Das Weihnachtsfest stand vor der Tür und Melissa spürte, dass die Mitarbeiter schon etwas in Aufregung gerieten. Wie jedes Jahr wurde die große Lagerhalle festlich geschmückt. Lange Tapeziertische bildeten die Tafel. Die Regale mit dem Vorrat an Farben und sonstigem Zubehör wurden mit Tapetenresten abgehengt und ergaben ein buntes Muster. Lichterketten und Tannenzweige zauberten eine weihnachtliche Stimmung in den sonst kalten Raum.
Einer der Maler, der als Diskjockey fungierte, hatte schon zwei große Lautsprecherboxen aufgestellt und war dabei sein Mischpult einzurichten. Bunte Lichter flammten im Rhythmus der Musik über die Wände und der Hallendecke.
An der Seite war ein Catering-Service dabei, ebenfalls auf Tapeziertischen, leckere Speisen hinzustellen.
Langsam füllte sich der Raum!
Da zu den Weihnachtsfeiern der Firma Walters auch immer die Partner und Ehefrauen der Angestellten eingeladen wurden, wuselten immer mehr Menschen in der Halle umher. Viele kannten sich schon von den Feiern der Jahre vorher, so war die Wiedersehensfreude oft sehr lautstark.
Alle Angestellten mussten sich verpflichten ohne Auto zu kommen, dafür spendierte der Chef jedem 5o € für ein Taxi, damit keiner alkoholisiert fahren müsste.

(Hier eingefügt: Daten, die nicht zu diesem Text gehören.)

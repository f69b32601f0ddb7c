//! Category entity.

use sea_orm::entity::prelude::*;
use serde::{Deserialize, Serialize};

/// Category entity. Categories form a tree through `parent_id`; deleting a
/// parent nulls the children's link rather than deleting them.
#[derive(Clone, Debug, PartialEq, Eq, DeriveEntityModel, Serialize, Deserialize)]
#[sea_orm(table_name = "category")]
pub struct Model {
    #[sea_orm(primary_key, auto_increment = false)]
    pub id: String,

    pub name: String,

    /// URL-friendly identifier, unique across all categories.
    #[sea_orm(unique)]
    pub slug: String,

    /// Parent category; NULL for top-level categories.
    #[sea_orm(nullable)]
    pub parent_id: Option<String>,

    pub created_at: DateTimeWithTimeZone,
}

#[derive(Copy, Clone, Debug, EnumIter, DeriveRelation)]
pub enum Relation {
    #[sea_orm(
        belongs_to = "Entity",
        from = "Column::ParentId",
        to = "Column::Id"
    )]
    Parent,

    #[sea_orm(has_many = "super::listing::Entity")]
    Listings,
}

impl Related<super::listing::Entity> for Entity {
    fn to() -> RelationDef {
        Relation::Listings.def()
    }
}

impl ActiveModelBehavior for ActiveModel {}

Während sich die meisten selbständig einen Platz suchten, wurde Melissa neben Wilm an der Stirnseite der Tafel platziert, was ihr sehr unangenehm war. Besonders Jörn, der ihr schon mal etwas unterstellt hatte, zwinkerte ihr zu.
Nach einer kurzen Ansprache von Wilm, der sich für die Einsatzbereitschaft der Angestellten bedankte und schließlich allen einen guten Appetit wünschte, verlief das Essen, nachdem sich alle etwas vom Buffet geholt hatten, recht leise bei gedämpfter Musik ab. Nur das Gemurmel, wenn sich Sitznachbarn unterhielten, war zu hören.
Die Nähe von Wilm machte Melissa nervös. Noch nie war sie so lange, so dicht neben ihm gewesen. Immer wieder passierte es, dass sie sich unabsichtlich mit den Armen berührten. Aber noch intensiver empfand es Melissa, wenn Wilm mit seinem Knie ihres berührte. Dann lief ihr ein Schauer über den Rücken und sie hatte das Gefühl, dass die Stelle glühen würde, an der er sie berührte.
Bei den ersten Malen hatte sie ihr Knie erschrocken zurück gezogen, doch nachdem sie ein, zwei Gläser von dem vorzüglichen Weißwein getrunken hatte. Ließ sie die Berührung zu! Wilm reagierte sofort darauf. Während er anfangs nur leicht den Druck erhöhte, fing er nach einiger Zeit langsam an sein Bein etwas rauf und runter zu bewegen und an ihrer Seite zu scheuern. Ja er wippte mit seinem Fuß auf und ab, sodass es Melissa heiß und kalt wurde. Wenn sie ihr Bein etwas zur Seite nahm folgte er ihr sofort, um den Kontakt nicht zu verlieren.
Während der ganzen Zeit, unterhielt er sich angeregt mit seinen Tischnachbarn.
Melissa hatte Mühe sich auf ihr Essen zu konzentrieren, so brachte seine Nähe sie durcheinander.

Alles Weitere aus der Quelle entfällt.